Source material section start

//! Error message extraction for non-2xx gateway responses.
//!
//! Handles the envelope shapes gateways are known to send:
//! - Standard: `{"error": {"message": "..."}}`
//! - Bare:     `{"error": "..."}`
//! - Detail:   `{"detail": "..."}` or `{"message": "..."}`
//!
//! Anything else falls back to the raw body, then to the status line.

use serde_json::Value;

/// The most specific human-readable message obtainable from an error body.
pub fn extract_error_message(status: u16, body: &str) -> String {
    let body = body.trim();
    if body.is_empty() {
        return format!("HTTP {status}");
    }

    if let Ok(json) = serde_json::from_str::<Value>(body) {
        if let Some(msg) = json["error"]["message"].as_str().filter(|m| !m.is_empty()) {
            return msg.to_string();
        }
        if let Some(msg) = json["error"].as_str().filter(|m| !m.is_empty()) {
            return msg.to_string();
        }
        if let Some(msg) = json["detail"]
            .as_str()
            .or_else(|| json["message"].as_str())
            .filter(|m| !m.is_empty())
        {
            return msg.to_string();
        }
    }

    body.to_string()
}

#[cfg(test)]
mod tests {
    use super::*;

    #[test]
    fn nested_error_message() {
        let body = r#"{"error":{"message":"Insufficient credits","code":402}}"#;
        assert_eq!(extract_error_message(402, body), "Insufficient credits");
    }

    #[test]
    fn bare_error_string() {
        assert_eq!(extract_error_message(400, r#"{"error":"model not allowed"}"#), "model not allowed");
    }

    #[test]
    fn detail_and_flat_message() {
        assert_eq!(extract_error_message(404, r#"{"detail":"Model not found"}"#), "Model not found");
        assert_eq!(extract_error_message(400, r#"{"message":"Invalid model"}"#), "Invalid model");
    }

    #[test]
    fn error_object_without_message_falls_back_to_body() {
        let body = r#"{"error":{"code":500}}"#;
        assert_eq!(extract_error_message(500, body), body);
    }

    #[test]
    fn non_json_body_is_returned_raw() {
        assert_eq!(extract_error_message(502, "Bad Gateway\n"), "Bad Gateway");
    }

    #[test]
    fn empty_body_uses_status() {
        assert_eq!(extract_error_message(503, ""), "HTTP 503");
        assert_eq!(extract_error_message(401, "   "), "HTTP 401");
    }
}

Source material section end

Every entry should be printed again exactly as it stands.

//! Error message extraction for non-2xx gateway responses.
//!
//! Handles the envelope shapes gateways are known to send:
//! - Standard: `{"error": {"message": "..."}}`
//! - Bare:     `{"error": "..."}`
//! - Detail:   `{"detail": "..."}` or `{"message": "..."}`
//!
//! Anything else falls back to the raw body, then to the status line.

use serde_json::Value;

/// The most specific human-readable message obtainable from an error body.
pub fn extract_error_message(status: u16, body: &str) -> String {
    let body = body.trim();
    if body.is_empty() {
        return format!("HTTP {status}");
    }

    if let Ok(json) = serde_json::from_str::<Value>(body) {
        if let Some(msg) = json["error"]["message"].as_str().filter(|m| !m.is_empty()) {
            return msg.to_string();
        }
        if let Some(msg) = json["error"].as_str().filter(|m| !m.is_empty()) {
            return msg.to_string();
        }
        if let Some(msg) = json["detail"]
            .as_str()
            .or_else(|| json["message"].as_str())
            .filter(|m| !m.is_empty())
        {
            return msg.to_string();
        }
    }

    body.to_string()
}

#[cfg(test)]
mod tests {
    use super::*;

    #[test]
    fn nested_error_message() {
        let body = r#"{"error":{"message":"Insufficient credits","code":402}}"#;
        assert_eq!(extract_error_message(402, body), "Insufficient credits");
    }

    #[test]
    fn bare_error_string() {
        assert_eq!(extract_error_message(400, r#"{"error":"model not allowed"}"#), "model not allowed");
    }

    #[test]
    fn detail_and_flat_message() {
        assert_eq!(extract_error_message(404, r#"{"detail":"Model not found"}"#), "Model not found");
        assert_eq!(extract_error_message(400, r#"{"message":"Invalid model"}"#), "Invalid model");
    }

    #[test]
    fn error_object_without_message_falls_back_to_body() {
        let body = r#"{"error":{"code":500}}"#;
        assert_eq!(extract_error_message(500, body), body);
    }

    #[test]
    fn non_json_body_is_returned_raw() {
        assert_eq!(extract_error_message(502, "Bad Gateway\n"), "Bad Gateway");
    }

    #[test]
    fn empty_body_uses_status() {
        assert_eq!(extract_error_message(503, ""), "HTTP 503");
        assert_eq!(extract_error_message(401, "   "), "HTTP 401");
    }
}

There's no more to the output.